If the Lord has told us “no”, then there is a good reason for it. To continue to set our eyes and hearts on something that is not the Lord’s will for us, is not only vain, but can be a hindrance in our walk with the Lord. We have to trust Him with our hearts’ desires. We have to rely on His wisdom. 
He searches the same heart that so easily deceives us.

Proverbs 14:30 says- “A sound heart is the life of the flesh:  but envy the rottenness of the bones.”
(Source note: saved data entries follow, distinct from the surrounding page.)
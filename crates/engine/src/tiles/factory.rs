use std::fs;
use std::path::{Path, PathBuf};

use dashmap::DashMap;
use dashmap::mapref::entry::Entry;

use super::TileSetError;
use super::set::DiskBackedTileSet;

const AUTO_LIST_PREFIX: &str = "autoList";

/// Opens named tile sets under one working directory.
///
/// Asking for the same name twice returns handles to the same set.
pub struct DiskBackedTileSetFactory {
    working_dir: PathBuf,
    open: DashMap<String, DiskBackedTileSet>,
}

impl DiskBackedTileSetFactory {
    pub fn new(working_dir: impl Into<PathBuf>) -> Result<Self, TileSetError> {
        let working_dir = working_dir.into();
        fs::create_dir_all(&working_dir).map_err(|e| TileSetError::io(&working_dir, e))?;
        Ok(Self {
            working_dir,
            open: DashMap::new(),
        })
    }

    pub fn working_dir(&self) -> &Path {
        &self.working_dir
    }

    /// Open or create the set stored under `working_dir/<name>`.
    ///
    /// Existing contents are kept.
    pub fn create_list(&self, name: &str) -> Result<DiskBackedTileSet, TileSetError> {
        validate_name(name)?;
        match self.open.entry(name.to_string()) {
            Entry::Occupied(entry) => Ok(entry.get().clone()),
            Entry::Vacant(entry) => {
                let set = DiskBackedTileSet::open(name, self.working_dir.join(name))?;
                entry.insert(set.clone());
                Ok(set)
            }
        }
    }

    /// Create a fresh set named `autoList<N>` for the first unused `N`.
    pub fn create_auto_list(&self) -> Result<DiskBackedTileSet, TileSetError> {
        let mut n: u64 = 0;
        loop {
            let name = format!("{AUTO_LIST_PREFIX}{n}");
            let dir = self.working_dir.join(&name);
            if let Entry::Vacant(entry) = self.open.entry(name) {
                if !dir.exists() {
                    let set = DiskBackedTileSet::open(entry.key(), dir)?;
                    entry.insert(set.clone());
                    return Ok(set);
                }
            }
            n += 1;
        }
    }
}

fn validate_name(name: &str) -> Result<(), TileSetError> {
    let bad = name.is_empty()
        || name == "."
        || name == ".."
        || name.contains(['/', '\\'])
        || name.contains('\0');
    if bad {
        return Err(TileSetError::InvalidName(name.to_string()));
    }
    Ok(())
}

#[cfg(test)]
mod tests {
    use super::*;
    use crate::world::position::TileCoord;

    #[test]
    fn creates_working_dir() {
        let tmp = tempfile::tempdir().unwrap();
        let root = tmp.path().join("cache").join("tiles");
        let factory = DiskBackedTileSetFactory::new(&root).unwrap();
        assert!(root.is_dir());
        assert_eq!(factory.working_dir(), root);
    }

    #[test]
    fn same_name_shares_a_set() {
        let tmp = tempfile::tempdir().unwrap();
        let factory = DiskBackedTileSetFactory::new(tmp.path()).unwrap();
        let a = factory.create_list("changed").unwrap();
        let b = factory.create_list("changed").unwrap();
        assert!(a.add(TileCoord::new(1, 1)).unwrap());
        assert!(!b.add(TileCoord::new(1, 1)).unwrap());
        assert_eq!(a.dir(), tmp.path().join("changed"));
    }

    #[test]
    fn rejects_bad_names() {
        let tmp = tempfile::tempdir().unwrap();
        let factory = DiskBackedTileSetFactory::new(tmp.path()).unwrap();
        for name in ["", ".", "..", "a/b", "a\\b"] {
            assert!(
                matches!(factory.create_list(name), Err(TileSetError::InvalidName(_))),
                "{name:?} should be rejected"
            );
        }
    }

    #[test]
    fn auto_lists_skip_used_names() {
        let tmp = tempfile::tempdir().unwrap();
        fs::create_dir(tmp.path().join("autoList0")).unwrap();
        let factory = DiskBackedTileSetFactory::new(tmp.path()).unwrap();

        let first = factory.create_auto_list().unwrap();
        let second = factory.create_auto_list().unwrap();
        assert_eq!(first.name(), "autoList1");
        assert_eq!(second.name(), "autoList2");
    }
}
What is a sound heart other than a strong confidence and contentment in the Lord? A heart that is set towards following Jesus Christ. Not having a heart that is envious. Not wanting something that doesn’t belong to you. That could also apply to things we just don’t have yet. Are our desires and the focus of our hearts encouraging “life”, or maybe, “rottenness” to our bones? Where we set our eyes bears a big part in how we keep our hearts with all diligence.


I will continue these thoughts very soon in “Keeping our Hearts with Diligence Part II”.



12 comments:

  1. This is such an encouragement Nay! I appreciated what you had to share about the difference between infatuation and choosing to give your heart away. And the encouragement to consider what we are dwelling on and talking about and looking at. And the fact that to keep our hearts is not for our benefit only, but that we affect those around us. Looking forward to Part II.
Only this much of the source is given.